The Fillmore District of San Francisco was once known as the "Harlem of the West" for its rich African-American culture and jazz roots. This week, the neighborhood's beloved Saint John Coltrane African Orthodox Church may be forced to find a new home.

"The church is almost like going to Jerusalem or going to Mecca, so people pilgrim here from all over the globe," says Archbishop Franzo Wayne King Sr., who co-founded the church of John Coltrane devotees in 1969.

The church went up as a way to worship the spiritual quality of Coltrane's music, through what King calls the holy trinity of melody, harmony and rhythm.

"From the very beginning of the church, we wanted everybody to know about this evolved, transcendent being that came in this time and this age with a new testament message that wasn't about division, and as Coltrane would say, 'living clean and doing right,' " King says.

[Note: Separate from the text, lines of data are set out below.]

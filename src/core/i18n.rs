//! Localized display strings.

use serde::{Deserialize, Serialize};
use std::collections::HashMap;
use std::fmt::Display;
use std::str::FromStr;

#[derive(Debug, Clone, Copy, PartialEq, Eq, Hash, Serialize, Deserialize, Default)]
#[serde(rename_all = "lowercase")]
pub enum Language {
    En,
    #[default]
    Pt,
}

impl FromStr for Language {
    type Err = anyhow::Error;

    fn from_str(s: &str) -> Result<Self, Self::Err> {
        match s.trim().to_lowercase().as_str() {
            "en" => Ok(Language::En),
            "pt" => Ok(Language::Pt),
            _ => Err(anyhow::anyhow!("Unsupported language: {}", s)),
        }
    }
}

impl Display for Language {
    fn fmt(&self, f: &mut std::fmt::Formatter<'_>) -> std::fmt::Result {
        match self {
            Language::En => write!(f, "en"),
            Language::Pt => write!(f, "pt"),
        }
    }
}

const EN: &[(&str, &str)] = &[
    ("currencyConverter", "Currency Converter"),
    ("measurementConverter", "Measurement Converter"),
    ("financialConverter", "Financial Calculator"),
    ("healthConverter", "Health Calculator"),
    ("amount", "Amount"),
    ("from", "From"),
    ("to", "To"),
    ("result", "Result"),
    ("equals", "equals"),
    ("invalidAmount", "Invalid amount"),
    ("invalidAmountDesc", "Please enter a positive number to convert."),
    ("invalidInput", "Invalid input"),
    ("invalidInputDesc", "Please check the values and try again."),
    ("conversionFailed", "Conversion failed"),
    (
        "conversionFailedDesc",
        "Could not fetch exchange rates. Please try again later.",
    ),
    ("unsupportedCurrency", "Unsupported currency: {code}"),
    ("fetchingRates", "Fetching exchange rates..."),
    ("currencyCode", "Code"),
    ("currencyName", "Currency"),
    ("unit", "Unit"),
    ("value", "Value"),
    ("length", "Length"),
    ("weight", "Weight"),
    ("temperature", "Temperature"),
    ("area", "Area"),
    ("volume", "Volume"),
    ("speed", "Speed"),
    ("kilometers", "Kilometers"),
    ("miles", "Miles"),
    ("kilograms", "Kilograms"),
    ("pounds", "Pounds"),
    ("celsius", "Celsius"),
    ("fahrenheit", "Fahrenheit"),
    ("kelvin", "Kelvin"),
    ("squareMeters", "Square meters"),
    ("squareFeet", "Square feet"),
    ("liters", "Liters"),
    ("gallons", "Gallons"),
    ("kmh", "Kilometers per hour"),
    ("mph", "Miles per hour"),
    ("interestCalculator", "Interest Calculator"),
    ("simpleInterest", "Simple interest"),
    ("compoundInterest", "Compound interest"),
    ("principalAmount", "Principal amount"),
    ("annualInterestRate", "Annual interest rate (%)"),
    ("timeYears", "Time (years)"),
    ("compoundsPerYear", "Compounds per year"),
    ("totalInterest", "Total interest"),
    ("totalValue", "Total value"),
    ("loanCalculator", "Loan Calculator"),
    ("loanAmount", "Loan amount"),
    ("loanTermYears", "Loan term (years)"),
    ("monthlyPayment", "Monthly payment"),
    ("totalPayment", "Total payment"),
    ("tipCalculator", "Tip Calculator"),
    ("billAmount", "Bill amount"),
    ("tipPercentage", "Tip (%)"),
    ("numberOfPeople", "Number of people"),
    ("tipAmount", "Tip amount"),
    ("totalBill", "Total bill"),
    ("totalPerPerson", "Total per person"),
    ("bmiCalculator", "BMI Calculator"),
    ("calorieCalculator", "Calorie Calculator"),
    ("height", "Height (cm)"),
    ("weightKg", "Weight (kg)"),
    ("age", "Age"),
    ("gender", "Gender"),
    ("male", "Male"),
    ("female", "Female"),
    ("yourBmi", "Your BMI"),
    ("bmiCategory", "Category"),
    ("bmiRange", "BMI range"),
    ("underweight", "Underweight"),
    ("normalWeight", "Normal weight"),
    ("overweight", "Overweight"),
    ("obese", "Obese"),
    ("bmiRangeUnderweight", "Below 18.5"),
    ("bmiRangeNormal", "18.5 - 24.9"),
    ("bmiRangeOverweight", "25.0 - 29.9"),
    ("bmiRangeObese", "30.0 and above"),
    ("estDailyCalories", "Estimated daily calories"),
    ("sedentaryLifestyle", "Based on a sedentary lifestyle"),
    ("advertisement", "Advertisement"),
    ("adPlaceholder", "Your ad here"),
    ("shellWelcome", "Interactive mode ({lang}). Type a command, 'help' or 'exit'."),
];

const PT: &[(&str, &str)] = &[
    ("currencyConverter", "Conversor de Moedas"),
    ("measurementConverter", "Conversor de Medidas"),
    ("financialConverter", "Calculadora Financeira"),
    ("healthConverter", "Calculadora de Saúde"),
    ("amount", "Valor"),
    ("from", "De"),
    ("to", "Para"),
    ("result", "Resultado"),
    ("equals", "equivale a"),
    ("invalidAmount", "Valor inválido"),
    ("invalidAmountDesc", "Por favor, insira um número positivo para converter."),
    ("invalidInput", "Entrada inválida"),
    ("invalidInputDesc", "Verifique os valores e tente novamente."),
    ("conversionFailed", "Falha na conversão"),
    (
        "conversionFailedDesc",
        "Não foi possível obter as taxas de câmbio. Tente novamente mais tarde.",
    ),
    ("unsupportedCurrency", "Moeda não suportada: {code}"),
    ("fetchingRates", "Buscando taxas de câmbio..."),
    ("currencyCode", "Código"),
    ("currencyName", "Moeda"),
    ("unit", "Unidade"),
    ("value", "Valor"),
    ("length", "Comprimento"),
    ("weight", "Peso"),
    ("temperature", "Temperatura"),
    ("area", "Área"),
    ("volume", "Volume"),
    ("speed", "Velocidade"),
    ("kilometers", "Quilômetros"),
    ("miles", "Milhas"),
    ("kilograms", "Quilogramas"),
    ("pounds", "Libras"),
    ("celsius", "Celsius"),
    ("fahrenheit", "Fahrenheit"),
    ("kelvin", "Kelvin"),
    ("squareMeters", "Metros quadrados"),
    ("squareFeet", "Pés quadrados"),
    ("liters", "Litros"),
    ("gallons", "Galões"),
    ("kmh", "Quilômetros por hora"),
    ("mph", "Milhas por hora"),
    ("interestCalculator", "Calculadora de Juros"),
    ("simpleInterest", "Juros simples"),
    ("compoundInterest", "Juros compostos"),
    ("principalAmount", "Valor principal"),
    ("annualInterestRate", "Taxa de juros anual (%)"),
    ("timeYears", "Tempo (anos)"),
    ("compoundsPerYear", "Capitalizações por ano"),
    ("totalInterest", "Total de juros"),
    ("totalValue", "Valor total"),
    ("loanCalculator", "Calculadora de Empréstimo"),
    ("loanAmount", "Valor do empréstimo"),
    ("loanTermYears", "Prazo (anos)"),
    ("monthlyPayment", "Parcela mensal"),
    ("totalPayment", "Pagamento total"),
    ("tipCalculator", "Calculadora de Gorjeta"),
    ("billAmount", "Valor da conta"),
    ("tipPercentage", "Gorjeta (%)"),
    ("numberOfPeople", "Número de pessoas"),
    ("tipAmount", "Valor da gorjeta"),
    ("totalBill", "Total da conta"),
    ("totalPerPerson", "Total por pessoa"),
    ("bmiCalculator", "Calculadora de IMC"),
    ("calorieCalculator", "Calculadora de Calorias"),
    ("height", "Altura (cm)"),
    ("weightKg", "Peso (kg)"),
    ("age", "Idade"),
    ("gender", "Gênero"),
    ("male", "Masculino"),
    ("female", "Feminino"),
    ("yourBmi", "Seu IMC"),
    ("bmiCategory", "Categoria"),
    ("bmiRange", "Faixa de IMC"),
    ("underweight", "Abaixo do peso"),
    ("normalWeight", "Peso normal"),
    ("overweight", "Sobrepeso"),
    ("obese", "Obesidade"),
    ("bmiRangeUnderweight", "Abaixo de 18,5"),
    ("bmiRangeNormal", "18,5 - 24,9"),
    ("bmiRangeOverweight", "25,0 - 29,9"),
    ("bmiRangeObese", "30,0 ou mais"),
    ("estDailyCalories", "Calorias diárias estimadas"),
    ("sedentaryLifestyle", "Com base em um estilo de vida sedentário"),
    ("advertisement", "Publicidade"),
    ("adPlaceholder", "Seu anúncio aqui"),
];

/// Looks up display strings for the active language, falling back to
/// English and then to the key itself.
#[derive(Debug, Clone)]
pub struct Translator {
    language: Language,
    active: HashMap<&'static str, &'static str>,
    fallback: HashMap<&'static str, &'static str>,
}

impl Translator {
    pub fn new(language: Language) -> Self {
        let table = match language {
            Language::En => EN,
            Language::Pt => PT,
        };
        Self {
            language,
            active: table.iter().copied().collect(),
            fallback: EN.iter().copied().collect(),
        }
    }

    pub fn language(&self) -> Language {
        self.language
    }

    pub fn t(&self, key: &str) -> String {
        self.t_with(key, &[])
    }

    /// Translates `key` and replaces every `{name}` with its value.
    pub fn t_with(&self, key: &str, replacements: &[(&str, &str)]) -> String {
        let mut translation = self
            .active
            .get(key)
            .or_else(|| self.fallback.get(key))
            .map_or_else(|| key.to_string(), |s| s.to_string());

        for (name, value) in replacements {
            translation = translation.replace(&format!("{{{name}}}"), value);
        }
        translation
    }
}

impl Default for Translator {
    fn default() -> Self {
        Self::new(Language::default())
    }
}

#[cfg(test)]
mod tests {
    use super::*;

    #[test]
    fn test_active_language_lookup() {
        assert_eq!(Translator::new(Language::Pt).t("convert_unknown"), "convert_unknown");
        assert_eq!(Translator::new(Language::Pt).t("result"), "Resultado");
        assert_eq!(Translator::new(Language::En).t("result"), "Result");
    }

    #[test]
    fn test_falls_back_to_english() {
        let translator = Translator::new(Language::Pt);
        assert_eq!(
            translator.t_with("shellWelcome", &[("lang", "pt")]),
            "Interactive mode (pt). Type a command, 'help' or 'exit'."
        );
    }

    #[test]
    fn test_placeholder_substitution() {
        let translator = Translator::new(Language::En);
        assert_eq!(
            translator.t_with("unsupportedCurrency", &[("code", "XYZ")]),
            "Unsupported currency: XYZ"
        );
        // Unused replacements are ignored
        assert_eq!(translator.t_with("result", &[("code", "XYZ")]), "Result");
    }

    #[test]
    fn test_every_portuguese_key_exists_in_english() {
        let english: HashMap<_, _> = EN.iter().copied().collect();
        for (key, _) in PT {
            assert!(english.contains_key(key), "missing English string for {key}");
        }
    }

    #[test]
    fn test_language_parsing() {
        assert_eq!("EN".parse::<Language>().unwrap(), Language::En);
        assert!("fr".parse::<Language>().is_err());
        assert_eq!(Language::default(), Language::Pt);
    }
}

The city of San Francisco has told the congregation to vacate their small storefront building on Fillmore Street by Wednesday. But Archbishop King is trying to get the courts to stop the eviction and give his church time to settle charges of unpaid rent.

He says gentrification has played a role pushing them and others out of the area. "I think it's about profit mainly," King says.

This week, Sunday services were held as usual, beginning with a guided meditation on Coltrane's A Love Supreme.

Reverend King is trying to look on the bright side. He has plans to open a Coltrane university and study center that would be impossible at their small Fillmore Street storefront. Until then, he is calling on the city to protect the neighborhood institution.

"This is a global spiritual community. It belongs to the world," King says. "But San Francisco is the custodians of this. And officials in this city, from the supervisors to the mayor, should feel the responsibility to protect the house of a love supreme."